Picture of  Chris Kuehl

Chris Kuehl

Managing Director • Armada

There is always something happening in the economy guaranteed to make a fool of economists. After all, the only function of economic forecasting is to make astrology look respectable. Most of last year the predictions were some version of gloom and doom and every quarter there was further evidence of growth (5.2% in Q3 and around 2.4% for Q4). Now there is debate over what to expect in 2024. There are those that are calling for a shallow recession in the first half of the year (-0.9% in Q1 and -0.7% in Q2). On the other hand, there are those that see decent growth in the first half of the year but a slower end to 2024. The Armada models seem to be favoring that latter interpretation.
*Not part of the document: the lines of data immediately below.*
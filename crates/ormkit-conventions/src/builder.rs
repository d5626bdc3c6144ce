//! Source-aware model mutations that trigger conventions.
//!
//! Every mutation takes the [`ConfigurationSource`] it is made at. A mutation
//! that loses against a stronger recorded source is a no-op reported through
//! the return value (`false` or `None`), never an error.

use std::collections::HashMap;
use std::sync::Arc;

use ormkit_core::providers::relational;
use ormkit_core::{
    ConfigurationSource, EntityShape, EntityTypeId, Error, ForeignKeyId, KeyId, MemberInfo, Model,
    PropertyId, Result, StoreGeneratedPattern, ValueType,
};

use crate::LOG_TARGET;
use crate::convention_set::ConventionSet;
use crate::dispatcher::ConventionDispatcher;

/// Convention-aware builder over a [`Model`].
#[derive(Debug)]
pub struct InternalModelBuilder {
    model: Model,
    dispatcher: ConventionDispatcher,
    ignored: HashMap<String, ConfigurationSource>,
}
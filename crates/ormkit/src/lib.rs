//! ormkit: convention-driven ORM metadata for Rust.
//!
//! `ormkit` is the **primary entry point**. It re-exports the metadata types,
//! the convention pipeline and query translation behind one public
//! [`ModelBuilder`].
//!
//! # Role In The Architecture
//!
//! - **Explicit configuration**: [`ModelBuilder`] and its entity, property and
//!   relationship builders record everything at
//!   [`ConfigurationSource::Explicit`].
//! - **Conventions**: [`ModelBuilderConfig`] picks the convention layers
//!   (core, relational, SQL Server) that fill in what was not configured.
//! - **Queries**: [`query`] translates method calls against a built [`Model`].
//!
//! # Quick Start
//!
//! ```ignore
//! use ormkit::prelude::*;
//!
//! let blog = EntityShape::new("Blog")
//!     .member(MemberInfo::scalar("Id", ValueType::Int))
//!     .member(MemberInfo::collection("Posts", "Post"));
//! let post = EntityShape::new("Post")
//!     .member(MemberInfo::scalar("Id", ValueType::Int))
//!     .member(MemberInfo::optional("BlogId", ValueType::Int))
//!     .member(MemberInfo::reference("Blog", "Blog"));
//!
//! let mut builder = ModelBuilder::new()?;
//! builder.entity(blog)?;
//! builder.entity(post)?.to_table("posts", Some("blogging"))?;
//! let model = builder.finish()?;
//! ```

pub mod builder;
pub mod config;

/// `tracing` target for the public builder.
pub const LOG_TARGET: &str = "ormkit";

pub use builder::{
    CollectionNavigationBuilder, EntityTypeBuilder, ModelBuilder, PropertyBuilder,
    ReferenceCollectionBuilder, ReferenceNavigationBuilder, ReferenceReferenceBuilder,
};
pub use config::{ModelBuilderConfig, Provider};

pub use ormkit_conventions as conventions;
pub use ormkit_query as query;

pub use ormkit_core::{
    ConfigurationSource, DatabaseGeneratedOption, EntityShape, EntityType, EntityTypeId, Error,
    ForeignKey, ForeignKeyId, Key, KeyId, Marker, MarkerKind, MemberInfo, Model, ModelSnapshot,
    Property, PropertyId, RelationalEntityTypeExt, Result, Sequence, SqlServerModelExt,
    SqlServerValueGeneration, StoreGeneratedPattern, ValueType,
};

/// Common imports.
pub mod prelude {
    pub use crate::{
        ConfigurationSource, DatabaseGeneratedOption, EntityShape, Error, Marker, MemberInfo,
        Model, ModelBuilder, ModelBuilderConfig, ModelSnapshot, Provider, RelationalEntityTypeExt,
        Result, SqlServerModelExt, StoreGeneratedPattern, ValueType,
    };
    pub use ormkit_query::{Dialect, Expr, TranslatorRegistry, bind_members};
}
There have been four drivers of growth over the last few quarters. These have been responsible for the performance in Q3 and Q4 of last year and seem to be factors now as well. The fear is that two of the four are already showing signs of retreat and the other two will be facing some challenges as well. These are also significant as drivers for the construction business. The first is consumer spending, it has been performing well above the twenty-year trend line despite the fact consumer debt is sitting at record levels ($7 trillion in credit card debt and $20 trillion in overall debt). The latest retail numbers were far better than expected with a reading of .63 compared to .15 in November. At the moment the bottom third of income earners are living paycheck to paycheck and the middle third is starting to feel the pinch as well with 55% living paycheck to paycheck but the upper third is still spending aggressively. The crucial factor for consumer spending is employment. As long as people feel secure in their employment they will continue to spend and access credit. With the jobless rate still at 3.7% there is not a lot of employment angst.
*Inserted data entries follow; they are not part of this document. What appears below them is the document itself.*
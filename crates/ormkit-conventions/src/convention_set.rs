//! Ordered convention lists and the builders that fill them.

use std::fmt;
use std::sync::Arc;

use crate::convention::{
    EntityTypeAddedConvention, ForeignKeyAddedConvention, ForeignKeyRemovedConvention,
    KeyAddedConvention, ModelBuiltConvention, ModelInitializedConvention, PropertyAddedConvention,
};
use crate::conventions::{
    ConcurrencyCheckAttributeConvention, DatabaseGeneratedAttributeConvention,
    ForeignKeyPropertyDiscoveryConvention, KeyAttributeConvention, KeyConvention,
    KeyDiscoveryConvention, PropertyDiscoveryConvention, RelationalTableAttributeConvention,
    RelationshipDiscoveryConvention, RequiredAttributeConvention,
    SqlServerIdentityStrategyConvention,
};

/// Conventions keyed by the event that triggers them, each list in run order.
///
/// The same convention instance may be registered for several events.
#[derive(Clone, Default)]
pub struct ConventionSet {
    /// Run once when the model is created.
    pub model_initialized: Vec<Arc<dyn ModelInitializedConvention>>,
    /// Run for each entity type added to the model.
    pub entity_type_added: Vec<Arc<dyn EntityTypeAddedConvention>>,
    /// Run for each property, including shadow properties.
    pub property_added: Vec<Arc<dyn PropertyAddedConvention>>,
    /// Run for each primary or alternate key.
    pub key_added: Vec<Arc<dyn KeyAddedConvention>>,
    /// Run for each foreign key, including ones created by discovery.
    pub foreign_key_added: Vec<Arc<dyn ForeignKeyAddedConvention>>,
    /// Run after a foreign key is detached from its dependent.
    pub foreign_key_removed: Vec<Arc<dyn ForeignKeyRemovedConvention>>,
    /// Run once from `finish`, before foreign keys are checked.
    pub model_built: Vec<Arc<dyn ModelBuiltConvention>>,
}

impl ConventionSet {
    /// An empty set: building with it runs no conventions at all.
    #[must_use]
    pub fn new() -> Self {
        Self::default()
    }

    /// Total number of registrations across all events.
    pub fn len(&self) -> usize {
        self.model_initialized.len()
            + self.entity_type_added.len()
            + self.property_added.len()
            + self.key_added.len()
            + self.foreign_key_added.len()
            + self.foreign_key_removed.len()
            + self.model_built.len()
    }

    /// True when no convention is registered.
    pub fn is_empty(&self) -> bool {
        self.len() == 0
    }
}

impl fmt::Debug for ConventionSet {
    fn fmt(&self, f: &mut fmt::Formatter<'_>) -> fmt::Result {
        fn names<'a>(list: impl Iterator<Item = &'a str>) -> Vec<&'a str> {
            list.map(|n| n.rsplit("::").next().unwrap_or(n)).collect()
        }
        f.debug_struct("ConventionSet")
            .field("model_initialized", &names(self.model_initialized.iter().map(|c| c.name())))
            .field("entity_type_added", &names(self.entity_type_added.iter().map(|c| c.name())))
            .field("property_added", &names(self.property_added.iter().map(|c| c.name())))
            .field("key_added", &names(self.key_added.iter().map(|c| c.name())))
            .field("foreign_key_added", &names(self.foreign_key_added.iter().map(|c| c.name())))
            .field(
                "foreign_key_removed",
                &names(self.foreign_key_removed.iter().map(|c| c.name())),
            )
            .field("model_built", &names(self.model_built.iter().map(|c| c.name())))
            .finish()
    }
}

/// Something that registers conventions into a [`ConventionSet`].
///
/// Provider builders wrap the builder below them and append their own
/// conventions after it.
pub trait ConventionSetBuilder {
    /// Append this builder's conventions.
    fn add_conventions(&self, set: &mut ConventionSet);

    /// Build a fresh set.
    fn create_convention_set(&self) -> ConventionSet {
        let mut set = ConventionSet::new();
        self.add_conventions(&mut set);
        set
    }
}

/// Provider-independent conventions.
#[derive(Debug, Clone, Copy)]
pub struct CoreConventionSetBuilder {
    discover_relationships: bool,
}

impl CoreConventionSetBuilder {
    /// Builder with every core convention enabled.
    #[must_use]
    pub const fn new() -> Self {
        Self {
            discover_relationships: true,
        }
    }

    /// Enable or disable relationship discovery.
    pub const fn discover_relationships(mut self, enabled: bool) -> Self {
        self.discover_relationships = enabled;
        self
    }
}

impl Default for CoreConventionSetBuilder {
    fn default() -> Self {
        Self::new()
    }
}

impl ConventionSetBuilder for CoreConventionSetBuilder {
    fn add_conventions(&self, set: &mut ConventionSet) {
        let key_convention = Arc::new(KeyConvention);
        let key_attribute = Arc::new(KeyAttributeConvention);
        let relationship_discovery = Arc::new(RelationshipDiscoveryConvention);

        set.entity_type_added.push(Arc::new(PropertyDiscoveryConvention));
        set.entity_type_added.push(Arc::new(KeyDiscoveryConvention));
        if self.discover_relationships {
            set.entity_type_added.push(relationship_discovery.clone());
        }

        set.property_added.push(Arc::new(ConcurrencyCheckAttributeConvention));
        set.property_added.push(Arc::new(DatabaseGeneratedAttributeConvention));
        set.property_added.push(Arc::new(RequiredAttributeConvention));
        set.property_added.push(key_attribute.clone());

        set.key_added.push(key_convention.clone());
        if self.discover_relationships {
            set.key_added.push(relationship_discovery);
        }

        set.foreign_key_added
            .push(Arc::new(ForeignKeyPropertyDiscoveryConvention));

        set.foreign_key_removed.push(key_convention);

        set.model_built.push(key_attribute);
    }
}

/// Core conventions plus relational table mapping.
#[derive(Debug, Clone, Copy, Default)]
pub struct RelationalConventionSetBuilder {
    core: CoreConventionSetBuilder,
}

impl RelationalConventionSetBuilder {
    /// Wrap a core builder.
    #[must_use]
    pub const fn new(core: CoreConventionSetBuilder) -> Self {
        Self { core }
    }
}

impl ConventionSetBuilder for RelationalConventionSetBuilder {
    fn add_conventions(&self, set: &mut ConventionSet) {
        self.core.add_conventions(set);
        set.entity_type_added
            .push(Arc::new(RelationalTableAttributeConvention));
    }
}

/// Relational conventions plus SQL Server value generation.
#[derive(Debug, Clone, Copy, Default)]
pub struct SqlServerConventionSetBuilder {
    relational: RelationalConventionSetBuilder,
}

impl SqlServerConventionSetBuilder {
    /// Wrap a relational builder.
    #[must_use]
    pub const fn new(relational: RelationalConventionSetBuilder) -> Self {
        Self { relational }
    }
}

impl ConventionSetBuilder for SqlServerConventionSetBuilder {
    fn add_conventions(&self, set: &mut ConventionSet) {
        self.relational.add_conventions(set);
        set.model_initialized
            .push(Arc::new(SqlServerIdentityStrategyConvention));
    }
}

#[cfg(test)]
mod tests {
    use super::*;

    #[test]
    fn test_core_registration_order() {
        let set = CoreConventionSetBuilder::new().create_convention_set();
        let entity_added: Vec<_> = set.entity_type_added.iter().map(|c| c.name()).collect();
        assert_eq!(entity_added.len(), 3);
        assert!(entity_added[0].ends_with("PropertyDiscoveryConvention"));
        assert!(entity_added[1].ends_with("KeyDiscoveryConvention"));
        assert!(entity_added[2].ends_with("RelationshipDiscoveryConvention"));

        let property_added: Vec<_> = set.property_added.iter().map(|c| c.name()).collect();
        assert!(property_added[0].ends_with("ConcurrencyCheckAttributeConvention"));
        assert!(property_added[1].ends_with("DatabaseGeneratedAttributeConvention"));
        assert!(property_added[2].ends_with("RequiredAttributeConvention"));
        assert!(property_added[3].ends_with("KeyAttributeConvention"));

        assert!(set.model_initialized.is_empty());
        assert_eq!(set.foreign_key_removed.len(), 1);
        assert_eq!(set.model_built.len(), 1);
    }

    #[test]
    fn test_relationship_discovery_can_be_disabled() {
        let set = CoreConventionSetBuilder::new()
            .discover_relationships(false)
            .create_convention_set();
        assert_eq!(set.entity_type_added.len(), 2);
        assert_eq!(set.key_added.len(), 1);
    }

    #[test]
    fn test_provider_builders_extend_core() {
        let core = CoreConventionSetBuilder::new().create_convention_set();
        let relational = RelationalConventionSetBuilder::default().create_convention_set();
        let sql_server = SqlServerConventionSetBuilder::default().create_convention_set();

        assert_eq!(relational.len(), core.len() + 1);
        assert!(
            relational
                .entity_type_added
                .last()
                .is_some_and(|c| c.name().ends_with("RelationalTableAttributeConvention"))
        );
        assert_eq!(sql_server.len(), relational.len() + 1);
        assert_eq!(sql_server.model_initialized.len(), 1);
        assert!(format!("{:?}", sql_server).contains("SqlServerIdentityStrategyConvention"));
    }
}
The second driver has been non-residential construction. It has been growing for several years now but the industry is starting to worry about the pipeline in 2024. Many of the large projects that drove growth have been completed and there have been few new ones undertaken. There is one major factor on the horizon and it relates to the third driver for the economy – government spending. The money that flowed out of the government to cope with the pandemic has been dispersed but two years ago there was a surge in allocating money for infrastructure with the CHIPS act, Inflation Reduction Act and others. This money is now starting to flow as the states and communities have been kicking in their share. This will be a major motivator for non-residential as long as these projects are linked to infrastructure. There is still not much movement in office development or retail but medical development is making a comeback and the logistics business remains strong. There is also significant growth in the manufacturing sector as there is still interest in reshoring with further investment in robotics and technology.
The final piece of the growth equation is the one that has been fading fast. The supply chain chaos of the last few years convinced many that the JIT system was broken and that inventory hold was necessary. There has been a dramatic increase in inventory accumulation as businesses no longer trusted the ability to get product when they needed it. That inventory build drove Q3 expansion. Now these inventories are flushed out and the re-order cycle has been thrown off. Business will be seeking to reduce the inventory build and may not need much replenishing until later in the year.
The fact is that factors such as a reduction in interest rates by mid-summer can alter these assessments. There can also be negative factors playing a role – surge in joblessness, higher priced commodities, further trade tensions and maybe even a reaction to the political situation in the US.